USA lehnen automatische Verlängerung des T-MEC ab; Bei jährlicher Überprüfung verkürzt sich die Gültigkeit auf 10 Jahre.

Ablehnung der automatischen Verlängerung

Die Vereinigten Staaten haben beschlossen, den Vertrag zwischen Mexiko, den Vereinigten Staaten und Kanada (T-MEC) nicht automatisch um 16 Jahre zu verlängern. Dadurch verkürzt sich die Gültigkeit auf ein Jahrzehnt bei jährlicher Überprüfung. Die Maßnahme löste bei den mexikanischen Gesetzgebern Besorgnis aus.

Ricardo Monreal, Koordinator von Morena in San Lázaro, erklärte, dass der Vertrag noch weitere zehn Jahre in Kraft bleibe, jedoch jedes Jahr einer Bewertung unterliege. Er stellte fest, dass die Vereinigten Staaten 54 Beobachtungen vorlegten, darunter Themen wie den Vaquita-Schweinswal und die Piraterie. Mexiko brachte seinerseits 13 Punkte vor, darunter Klausel 232 zu Zöllen.

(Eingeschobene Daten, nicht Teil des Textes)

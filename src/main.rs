use std::path::PathBuf;

use clap::{Parser, Subcommand, ValueEnum};
use tracing_subscriber::EnvFilter;

use scoreboard_engine::bounds::load_bounds_or_default;
use scoreboard_engine::model::config::{GameConfig, OkeyConfig, YuzBirOkeyConfig};
use scoreboard_engine::model::{Game, GameType, SingleScore};
use scoreboard_engine::service::{add_player, create_game, validate_game, ScoreCalculator};
use scoreboard_engine::store::{load_all_games, load_game, save_game, FileStore, GameStore};
use scoreboard_engine::strategy::{
    AverageScoring, BestRoundsScoring, ScoringStrategy, StandardScoring,
};

#[derive(Parser)]
#[command(name = "scoreboard-engine", about = "Score tracker for card and tile games")]
struct Cli {
    /// Directory holding saved games
    #[arg(long, default_value = "scoreboard-data", env = "SCOREBOARD_DATA_DIR")]
    data_dir: PathBuf,

    /// Path to a score-bounds TOML file (built-in defaults when omitted)
    #[arg(long, env = "SCOREBOARD_BOUNDS")]
    bounds: Option<PathBuf>,

    #[command(subcommand)]
    command: Command,
}

#[derive(Clone, Copy, ValueEnum)]
enum GameTypeArg {
    Genel,
    Okey,
    YuzBir,
}

impl From<GameTypeArg> for GameType {
    fn from(arg: GameTypeArg) -> Self {
        match arg {
            GameTypeArg::Genel => GameType::GenelOyun,
            GameTypeArg::Okey => GameType::Okey,
            GameTypeArg::YuzBir => GameType::YuzBirOkey,
        }
    }
}

#[derive(Clone, Copy, ValueEnum)]
enum StrategyArg {
    Standard,
    Average,
    BestRounds,
}

#[derive(Subcommand)]
enum Command {
    /// Create a new game and make it current
    Create {
        title: String,
        #[arg(long, value_enum, default_value = "genel")]
        game_type: GameTypeArg,
        /// Partnered play (Okey / 101 Okey configs)
        #[arg(long)]
        partnered: bool,
    },
    /// Add a player to the current game
    AddPlayer { name: String },
    /// Record one round: one value per player, in seating order
    AddScore { values: Vec<i32> },
    /// Print calculated totals for the current game
    Totals {
        #[arg(long, value_enum, default_value = "standard")]
        strategy: StrategyArg,
        /// Round count for the best-rounds strategy
        #[arg(long, default_value_t = 3)]
        best_n: usize,
    },
    /// Print one player's value for a given round
    Round { player_name: String, round: u32 },
    /// List saved games
    List,
    /// Print the current game as JSON
    Show,
    /// Delete a saved game by id
    Delete { game_id: String },
    /// Point the store at a different saved game
    SetCurrent { game_id: String },
}

#[tokio::main]
async fn main() -> Result<(), Box<dyn std::error::Error>> {
    tracing_subscriber::fmt()
        .with_env_filter(EnvFilter::from_default_env().add_directive("info".parse()?))
        .init();

    let cli = Cli::parse();
    let store = FileStore::open(&cli.data_dir).await?;
    tracing::debug!(root = %store.root().display(), "opened game store");
    let bounds = load_bounds_or_default(cli.bounds.as_deref());

    match cli.command {
        Command::Create {
            title,
            game_type,
            partnered,
        } => {
            let game_type: GameType = game_type.into();
            let config = match game_type {
                GameType::GenelOyun => None,
                GameType::Okey => Some(GameConfig::Okey(OkeyConfig {
                    is_partnered: partnered,
                    ..OkeyConfig::default()
                })),
                GameType::YuzBirOkey => {
                    Some(GameConfig::YuzBir(YuzBirOkeyConfig::new(partnered)))
                }
            };
            let game = create_game(&title, game_type, config)
                .ok_or("game title must be at least 2 characters")?;
            save_game(&store, &game).await?;
            store.set_current_id(Some(&game.game_id)).await?;
            println!("created {} ({})", game.game_title, game.game_id);
        }
        Command::AddPlayer { name } => {
            let mut game = current_game(&store).await?;
            if !add_player(&mut game, &name) {
                return Err(format!("could not add player {name:?}").into());
            }
            save_game(&store, &game).await?;
            println!("added {} to {}", name.trim(), game.game_title);
        }
        Command::AddScore { values } => {
            let mut game = current_game(&store).await?;
            if !validate_game(Some(&game)) {
                return Err("game needs a title and at least one player".into());
            }
            let score_list: Vec<SingleScore> = game
                .player_list
                .iter()
                .zip(&values)
                .map(|(p, v)| SingleScore::new(p.id.clone(), *v))
                .collect();
            let calc = ScoreCalculator::new(Box::new(StandardScoring), bounds);
            if values.len() != game.player_list.len()
                || !calc.add_score(&mut game, &score_list)
            {
                return Err("round rejected: check value count and score ranges".into());
            }
            save_game(&store, &game).await?;
            println!("recorded round {}", game.latest_round());
        }
        Command::Totals { strategy, best_n } => {
            let game = current_game(&store).await?;
            let strategy = make_strategy(strategy, best_n);
            let calc = ScoreCalculator::new(strategy, bounds);
            print_totals(&game, &calc);
        }
        Command::Round { player_name, round } => {
            let game = current_game(&store).await?;
            let player = game
                .player_list
                .iter()
                .find(|p| p.name.to_lowercase() == player_name.to_lowercase())
                .ok_or_else(|| format!("no player named {player_name:?}"))?;
            let calc = ScoreCalculator::new(Box::new(StandardScoring), bounds);
            println!(
                "{} scored {} in round {}",
                player.name,
                calc.get_player_round_score(&game, &player.id, round),
                round
            );
        }
        Command::List => {
            let current = store.current_id().await?;
            for game in load_all_games(&store).await? {
                let marker = if current.as_deref() == Some(game.game_id.as_str()) {
                    "*"
                } else {
                    " "
                };
                let mode = match game.config.as_ref().map(|c| c.is_partnered()) {
                    Some(true) => ", partnered",
                    Some(false) => ", solo",
                    None => "",
                };
                println!(
                    "{marker} {} [{}{}] {} players, {} rounds ({})",
                    game.game_title,
                    game.game_type.display_name(),
                    mode,
                    game.player_list.len(),
                    game.round_count(),
                    game.game_id
                );
            }
        }
        Command::Show => {
            let game = current_game(&store).await?;
            let payload = scoreboard_engine::service::serialize_game(Some(&game))
                .ok_or("could not serialize game")?;
            println!("{payload}");
        }
        Command::Delete { game_id } => {
            store.delete(&game_id).await?;
            println!("deleted {game_id}");
        }
        Command::SetCurrent { game_id } => {
            if load_game(&store, &game_id).await?.is_none() {
                return Err(format!("no saved game with id {game_id}").into());
            }
            store.set_current_id(Some(&game_id)).await?;
            println!("current game is now {game_id}");
        }
    }

    Ok(())
}

async fn current_game(store: &FileStore) -> Result<Game, Box<dyn std::error::Error>> {
    let id = store
        .current_id()
        .await?
        .ok_or("no current game; run `create` or `set-current` first")?;
    load_game(store, &id)
        .await?
        .ok_or_else(|| format!("current game {id} is missing from the store").into())
}

fn make_strategy(arg: StrategyArg, best_n: usize) -> Box<dyn ScoringStrategy> {
    match arg {
        StrategyArg::Standard => Box::new(StandardScoring),
        StrategyArg::Average => Box::new(AverageScoring),
        StrategyArg::BestRounds => Box::new(BestRoundsScoring::new(best_n)),
    }
}

fn print_totals(game: &Game, calc: &ScoreCalculator) {
    println!("{} ({})", game.game_title, calc.strategy().name());
    let totals = calc.get_calculated_score(game);
    if totals.is_empty() {
        println!("  (no rounds recorded)");
        return;
    }
    for entry in &totals {
        let name = game
            .player(&entry.player_id)
            .map(|p| p.name.as_str())
            .unwrap_or("<unknown>");
        println!("  {:>6}  {}", entry.score, name);
    }
    let leaders = calc.get_game_leaders(game);
    if leaders.len() > 1 {
        println!("  ({} players tied for the lead)", leaders.len());
    }
}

„Nur wird es Jahr für Jahr überprüft, aber der Vertrag ist noch nicht fertig, er läuft noch zehn Jahre, denn so wurde er vor sechs Jahren unterzeichnet“, erklärte Monreal.

Der Gesetzgeber warnte, dass Donald Trump ein ständiger Kritiker des USMCA sei und forderte, die Vorteile zu berücksichtigen, die es den drei Nationen gebracht habe.

Reaktionen der Opposition

Héctor Saúl Téllez, stellvertretender Wirtschaftskoordinator der PAN, war der Ansicht, dass die Position der USA einen Mangel an strategischer Antizipation seitens der Bundesregierung zeige.

„Die Entscheidung der USA, das USMCA bei der heutigen Überprüfung nicht automatisch um 16 Jahre zu verlängern, bedeutet nicht das Ende des Vertrags, zeigt aber einen Mangel an strategischer Antizipation seitens der Bundesregierung“, erklärte er.

Téllez erinnerte daran, dass Artikel 34.7 der Vereinbarung seit 2018 bekannt sei. Das Erreichen des 1. Juli ohne eine klare Verlängerung stelle ein Risiko dar, das seiner Meinung nach hätte vermieden werden müssen.

Die jährliche Überprüfung wird Anpassungen ermöglichen, aber die Unsicherheit über die Zukunft des regionalen Handels bleibt bestehen. Mexiko und Kanada werden versuchen, die Stabilität des Abkommens für die nächsten zehn Jahre aufrechtzuerhalten.